Section 2.4 Governmental Consents. The execution, delivery and performance by each Credit Party party hereto of this Amendment and the consummation of the transactions contemplated by this Amendment do not require any registration with, consent or approval of, or notice to, or other action to, with or by, any Governmental Authority except (a) such as have been obtained or made and are in full force and effect and (b) for filings and recordings with respect to the Collateral.

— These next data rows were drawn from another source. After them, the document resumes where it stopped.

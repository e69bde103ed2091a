// ============================================================================
// Period Errors
// Error types for period construction, normalisation and conversion
// ============================================================================

use arrayvec::ArrayVec;
use std::fmt;

#[cfg(feature = "serde")]
use serde::{Deserialize, Serialize};

/// Names one of the six fields of a period.
#[derive(Debug, Clone, Copy, PartialEq, Eq, Hash, PartialOrd, Ord)]
#[cfg_attr(feature = "serde", derive(Serialize, Deserialize))]
pub enum Field {
    Years,
    Months,
    Days,
    Hours,
    Minutes,
    Seconds,
}

impl Field {
    /// All fields, coarsest first.
    pub const ALL: [Field; 6] = [
        Field::Years,
        Field::Months,
        Field::Days,
        Field::Hours,
        Field::Minutes,
        Field::Seconds,
    ];

    pub const fn as_str(self) -> &'static str {
        match self {
            Field::Years => "years",
            Field::Months => "months",
            Field::Days => "days",
            Field::Hours => "hours",
            Field::Minutes => "minutes",
            Field::Seconds => "seconds",
        }
    }
}

impl fmt::Display for Field {
    fn fmt(&self, f: &mut fmt::Formatter<'_>) -> fmt::Result {
        f.write_str(self.as_str())
    }
}

/// Errors that can occur while building or transforming a period.
#[derive(Debug, Clone, PartialEq, Eq)]
pub enum PeriodError {
    /// Fields were given with both positive and negative values.
    ///
    /// This is a logic error in the calling code, not a runtime condition.
    MixedSigns {
        /// The offending fields as written by the caller
        input: String,
    },
    /// One or more fields exceed the 16-bit fixed-point range (±3276.7)
    Overflow {
        /// Every field that is out of range, coarsest first
        fields: ArrayVec<Field, 6>,
        /// ISO-8601 text of the value being narrowed
        input: String,
    },
    /// A decimal input carried more than one fractional digit
    PrecisionLoss,
    /// Timestamp arithmetic left the supported calendar range, or landed on a
    /// local time that does not exist in the time zone
    OutOfRange,
}

impl PeriodError {
    /// Replaces the diagnostic text of an `Overflow` with the caller's input.
    pub(crate) fn with_input(self, text: String) -> Self {
        match self {
            PeriodError::Overflow { fields, .. } => PeriodError::Overflow {
                fields,
                input: text,
            },
            other => other,
        }
    }

    /// The overflowing fields, if this is an overflow.
    pub fn overflowed_fields(&self) -> &[Field] {
        match self {
            PeriodError::Overflow { fields, .. } => fields,
            _ => &[],
        }
    }
}

impl fmt::Display for PeriodError {
    fn fmt(&self, f: &mut fmt::Formatter<'_>) -> fmt::Result {
        match self {
            PeriodError::MixedSigns { input } => {
                write!(f, "periods must have homogeneous signs; got {}", input)
            },
            PeriodError::Overflow { fields, input } => {
                write!(f, "{}: integer overflow occurred in ", input)?;
                for (i, field) in fields.iter().enumerate() {
                    if i > 0 {
                        f.write_str(",")?;
                    }
                    write!(f, "{}", field)?;
                }
                Ok(())
            },
            PeriodError::PrecisionLoss => write!(
                f,
                "precision loss: periods hold one decimal place per field"
            ),
            PeriodError::OutOfRange => write!(f, "timestamp out of range"),
        }
    }
}

impl std::error::Error for PeriodError {}

/// Result type alias for period operations
pub type PeriodResult<T> = Result<T, PeriodError>;

#[cfg(test)]
mod tests {
    use super::*;

    #[test]
    fn test_error_display() {
        let mut fields = ArrayVec::new();
        fields.push(Field::Years);
        fields.push(Field::Days);
        let err = PeriodError::Overflow {
            fields,
            input: "P4000Y5000D".to_string(),
        };
        assert_eq!(
            err.to_string(),
            "P4000Y5000D: integer overflow occurred in years,days"
        );
        assert_eq!(err.overflowed_fields(), &[Field::Years, Field::Days]);

        let err = PeriodError::MixedSigns {
            input: "P1Y-2M0DT0H0M0S".to_string(),
        };
        assert_eq!(
            err.to_string(),
            "periods must have homogeneous signs; got P1Y-2M0DT0H0M0S"
        );
    }

    #[test]
    fn test_with_input_only_touches_overflow() {
        let err = PeriodError::Overflow {
            fields: ArrayVec::new(),
            input: "wide".to_string(),
        }
        .with_input("P1Y".to_string());
        assert!(matches!(err, PeriodError::Overflow { ref input, .. } if input == "P1Y"));

        assert_eq!(
            PeriodError::OutOfRange.with_input("P1Y".to_string()),
            PeriodError::OutOfRange
        );
        assert!(PeriodError::PrecisionLoss.overflowed_fields().is_empty());
    }
}
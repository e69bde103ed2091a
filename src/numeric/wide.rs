// ============================================================================
// Wide Accumulator
// Sign-magnitude mirror of a period used during multi-step arithmetic
// ============================================================================

use super::errors::{Field, PeriodError, PeriodResult};
use super::{DAYS_PER_MONTH_E6, MAX_TENTHS, ONE_E6};
use crate::domain::{write_iso, Period};
use arrayvec::ArrayVec;
use std::fmt;

// Above these magnitudes a precise ripple still has to carry upward, or the
// value cannot be narrowed again.
// 32670 - (32670 / 60) - (32670 / 3600) = 32204.9
const HOURS_CARRY_LIMIT: u64 = 32_204;
const DAYS_CARRY_LIMIT: u64 = 32_760;

/// Upper bound on ripple/move rounds. Normalisation stops at the first round
/// that changes nothing, which in practice is the third or fourth.
pub(crate) const MAX_ROUNDS: usize = 16;

/// Explicit sign of a wide value. Zero is always `Positive`.
#[derive(Debug, Clone, Copy, PartialEq, Eq, Hash, Default)]
pub(crate) enum Sign {
    #[default]
    Positive,
    Negative,
}

impl Sign {
    #[inline]
    pub fn of(negative: bool) -> Self {
        if negative {
            Sign::Negative
        } else {
            Sign::Positive
        }
    }

    #[inline]
    pub fn is_negative(self) -> bool {
        self == Sign::Negative
    }

    /// Sign of the product of two signed quantities.
    #[inline]
    pub fn times(self, other: Sign) -> Self {
        Sign::of(self != other)
    }
}

/// Six unsigned magnitudes in tenths plus one sign.
///
/// Allocated per operation and never handed to callers. Narrowing back to a
/// [`Period`] fails with the name of every field that is still out of range.
#[derive(Debug, Clone, Copy, PartialEq, Eq, Default)]
pub(crate) struct WidePeriod {
    pub years: u64,
    pub months: u64,
    pub days: u64,
    pub hours: u64,
    pub minutes: u64,
    pub seconds: u64,
    pub sign: Sign,
}

impl WidePeriod {
    /// Build from magnitudes in tenths, coarsest first.
    #[inline]
    pub fn new(sign: Sign, tenths: [u64; 6]) -> Self {
        let [years, months, days, hours, minutes, seconds] = tenths;
        Self {
            years,
            months,
            days,
            hours,
            minutes,
            seconds,
            sign,
        }
    }

    /// Widen a period, rejecting fields of mixed sign.
    pub fn from_period(period: &Period) -> PeriodResult<Self> {
        period.check_homogeneous()?;
        let [y, m, d, hh, mm, ss] = period.tenths();
        Ok(Self {
            years: u64::from(y.unsigned_abs()),
            months: u64::from(m.unsigned_abs()),
            days: u64::from(d.unsigned_abs()),
            hours: u64::from(hh.unsigned_abs()),
            minutes: u64::from(mm.unsigned_abs()),
            seconds: u64::from(ss.unsigned_abs()),
            sign: Sign::of(period.is_negative()),
        })
    }

    #[inline]
    pub fn magnitudes(&self) -> [u64; 6] {
        [
            self.years,
            self.months,
            self.days,
            self.hours,
            self.minutes,
            self.seconds,
        ]
    }

    #[inline]
    pub fn is_zero(&self) -> bool {
        self.magnitudes().iter().all(|&v| v == 0)
    }

    /// Redistribute magnitude between fields.
    ///
    /// Repeats ripple-up followed by move-fraction-to-right until a round
    /// changes nothing: pushing a fraction down can rebuild a carry, and an
    /// imprecise month carry can leave a fraction on days.
    pub fn normalise(mut self, precise: bool) -> Self {
        for _ in 0..MAX_ROUNDS {
            let before = self;
            self.ripple_up(precise);
            self.move_fraction_to_right();
            if self == before {
                break;
            }
        }
        self
    }

    /// Carry whole multiples of each field into the next coarser one.
    pub fn ripple_up(&mut self, precise: bool) {
        self.minutes = self.minutes.saturating_add((self.seconds / 600) * 10);
        self.seconds %= 600;

        self.hours = self.hours.saturating_add((self.minutes / 600) * 10);
        self.minutes %= 600;

        if !precise || self.hours > HOURS_CARRY_LIMIT {
            self.days = self.days.saturating_add((self.hours / 240) * 10);
            self.hours %= 240;
        }

        if !precise || self.days > DAYS_CARRY_LIMIT {
            // tenths of a day scaled by 10^6; one month is 304.36875 tenths
            let days_e6 = u128::from(self.days) * ONE_E6 as u128;
            let month_e6 = DAYS_PER_MONTH_E6 as u128 * 10;
            let whole = u64::try_from(days_e6 / month_e6).unwrap_or(u64::MAX);
            self.months = self.months.saturating_add(whole.saturating_mul(10));
            self.days = ((days_e6 % month_e6) / ONE_E6 as u128) as u64;
        }

        self.years = self.years.saturating_add((self.months / 120) * 10);
        self.months %= 120;
    }

    /// Only the finest non-zero field may keep a decimal fraction.
    pub fn move_fraction_to_right(&mut self) {
        let y10 = self.years % 10;
        if y10 != 0
            && (self.months != 0
                || self.days != 0
                || self.hours != 0
                || self.minutes != 0
                || self.seconds != 0)
        {
            self.months = self.months.saturating_add(y10 * 12);
            self.years -= y10;
        }

        let m10 = self.months % 10;
        if m10 != 0
            && (self.days != 0 || self.hours != 0 || self.minutes != 0 || self.seconds != 0)
        {
            self.days = self
                .days
                .saturating_add(m10 * DAYS_PER_MONTH_E6 as u64 / ONE_E6 as u64);
            self.months -= m10;
        }

        let d10 = self.days % 10;
        if d10 != 0 && (self.hours != 0 || self.minutes != 0 || self.seconds != 0) {
            self.hours = self.hours.saturating_add(d10 * 24);
            self.days -= d10;
        }

        let hh10 = self.hours % 10;
        if hh10 != 0 && (self.minutes != 0 || self.seconds != 0) {
            self.minutes = self.minutes.saturating_add(hh10 * 60);
            self.hours -= hh10;
        }

        let mm10 = self.minutes % 10;
        if mm10 != 0 && self.seconds != 0 {
            self.seconds = self.seconds.saturating_add(mm10 * 60);
            self.minutes -= mm10;
        }
    }

    /// Narrow back to a period.
    ///
    /// # Errors
    /// Returns `Overflow` naming every field whose magnitude exceeds 32767 tenths.
    pub fn into_period(self) -> PeriodResult<Period> {
        let fields: ArrayVec<Field, 6> = Field::ALL
            .iter()
            .zip(self.magnitudes())
            .filter(|(_, v)| *v > MAX_TENTHS)
            .map(|(field, _)| *field)
            .collect();

        if !fields.is_empty() {
            tracing::debug!(period = %self, ?fields, "period overflowed 16-bit fields");
            return Err(PeriodError::Overflow {
                fields,
                input: self.to_string(),
            });
        }

        let narrow = |v: u64| -> i16 {
            // in range: checked above
            let v = v as i16;
            if self.sign.is_negative() {
                -v
            } else {
                v
            }
        };

        Ok(Period::from_tenths_unchecked(
            narrow(self.years),
            narrow(self.months),
            narrow(self.days),
            narrow(self.hours),
            narrow(self.minutes),
            narrow(self.seconds),
        ))
    }
}

impl fmt::Display for WidePeriod {
    fn fmt(&self, f: &mut fmt::Formatter<'_>) -> fmt::Result {
        write_iso(f, self.sign.is_negative() && !self.is_zero(), self.magnitudes())
    }
}

#[cfg(test)]
mod tests {
    use super::*;

    fn wide(tenths: [u64; 6]) -> WidePeriod {
        WidePeriod::new(Sign::Positive, tenths)
    }

    #[test]
    fn test_ripple_clock_fields() {
        // 125 seconds
        let mut w = wide([0, 0, 0, 0, 0, 1250]);
        w.ripple_up(true);
        assert_eq!(w.magnitudes(), [0, 0, 0, 0, 20, 50]);

        // 61 minutes 61 seconds
        let mut w = wide([0, 0, 0, 0, 610, 610]);
        w.ripple_up(true);
        assert_eq!(w.magnitudes(), [0, 0, 0, 10, 20, 10]);
    }

    #[test]
    fn test_ripple_hours_only_when_imprecise() {
        let mut w = wide([0, 0, 0, 500, 0, 0]);
        w.ripple_up(true);
        assert_eq!(w.hours, 500);

        let mut w = wide([0, 0, 0, 500, 0, 0]);
        w.ripple_up(false);
        assert_eq!(w.days, 20);
        assert_eq!(w.hours, 20);
    }

    #[test]
    fn test_ripple_days_to_months_carries_whole_months() {
        // 61 days is two months (60.87 days) and 0.1 day left over
        let mut w = wide([0, 0, 610, 0, 0, 0]);
        w.ripple_up(false);
        assert_eq!(w.months, 20);
        assert_eq!(w.days, 1);

        // 30 days is under a month
        let mut w = wide([0, 0, 300, 0, 0, 0]);
        w.ripple_up(false);
        assert_eq!(w.months, 0);
        assert_eq!(w.days, 300);
    }

    #[test]
    fn test_ripple_forced_carry_for_huge_hours() {
        let mut w = wide([0, 0, 0, 40_000, 0, 0]);
        w.ripple_up(true);
        assert_eq!(w.days, 1660);
        assert_eq!(w.hours, 160);
    }

    #[test]
    fn test_month_carry_at_twelve() {
        let mut w = wide([0, 120, 0, 0, 0, 0]);
        w.ripple_up(true);
        assert_eq!((w.years, w.months), (10, 0));

        let mut w = wide([0, 119, 0, 0, 0, 0]);
        w.ripple_up(true);
        assert_eq!((w.years, w.months), (0, 119));
    }

    #[test]
    fn test_move_fraction_to_right() {
        // 2.5 years and 1 month becomes 2 years 7 months
        let mut w = wide([25, 10, 0, 0, 0, 0]);
        w.move_fraction_to_right();
        assert_eq!(w.magnitudes(), [20, 70, 0, 0, 0, 0]);

        // 1.5 days and 1 hour becomes 1 day 13 hours
        let mut w = wide([0, 0, 15, 10, 0, 0]);
        w.move_fraction_to_right();
        assert_eq!(w.magnitudes(), [0, 0, 10, 130, 0, 0]);

        // a fraction on the finest field stays
        let mut w = wide([0, 0, 0, 15, 0, 0]);
        w.move_fraction_to_right();
        assert_eq!(w.magnitudes(), [0, 0, 0, 15, 0, 0]);
    }

    #[test]
    fn test_normalise_carries_pushed_down_fraction() {
        // 1.5 hours 45 minutes -> 1 hour 75 minutes -> 2 hours 15 minutes
        let w = wide([0, 0, 0, 15, 450, 0]).normalise(true);
        assert_eq!(w.magnitudes(), [0, 0, 0, 20, 150, 0]);
    }

    #[test]
    fn test_imprecise_normalise_reaches_fixed_point() {
        // pushing fractions down rebuilds a full 24 hours after the last carry
        let w = wide([129, 5, 240, 93, 178, 120]).normalise(false);
        assert_eq!(w.magnitudes(), [130, 0, 30, 0, 0, 0]);
        assert_eq!(w.normalise(false), w);
    }

    #[test]
    fn test_into_period_names_every_overflowing_field() {
        let w = wide([40_000, 0, 50_000, 0, 0, 10]);
        let err = w.into_period().unwrap_err();
        assert_eq!(err.overflowed_fields(), &[Field::Years, Field::Days]);
        assert_eq!(
            err.to_string(),
            "P4000Y5000DT1S: integer overflow occurred in years,days"
        );
    }

    #[test]
    fn test_into_period_applies_sign() {
        let w = WidePeriod::new(Sign::Negative, [10, 20, 0, 0, 0, 5]);
        let p = w.into_period().unwrap();
        assert_eq!(p.tenths(), [-10, -20, 0, 0, 0, -5]);

        let max = wide([MAX_TENTHS, 0, 0, 0, 0, 0]).into_period().unwrap();
        assert_eq!(max.tenths()[0], i16::MAX);
    }

    #[test]
    fn test_sign_helpers() {
        assert_eq!(Sign::default(), Sign::Positive);
        assert_eq!(Sign::Negative.times(Sign::Negative), Sign::Positive);
        assert_eq!(Sign::Negative.times(Sign::Positive), Sign::Negative);
        assert!(Sign::of(true).is_negative());
    }
}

Section 2.5 Binding Obligation. This Amendment has been duly executed and delivered by each Credit Party that is a party hereto and is the legally valid and binding obligation of each such Credit Party party hereto, enforceable against each such Credit Party in accordance with its terms, except as may be limited by bankruptcy, insolvency, reorganization, moratorium or similar laws relating to or limiting creditors’ rights generally or by equitable principles relating to enforceability.
ARTICLE III
Conditions to Effectiveness
This Amendment shall become effective on the date (the “Amendment No. 1 Effective Date”) on which the following conditions precedent are satisfied (or waived by the Administrative Agent):
(a) The Administrative Agent (or its counsel) shall have received from (i) each Continuing Term Lender, (ii) each other Specified Refinancing Term Lender (iii) the Administrative Agent and (iv) each Credit Party, (x) a counterpart of this Amendment signed on behalf of such party or (y) written evidence satisfactory to the Administrative Agent (which may include telecopy or other electronic transmission of a signed signature page of this Agreement) that such party has signed a counterpart of this Agreement.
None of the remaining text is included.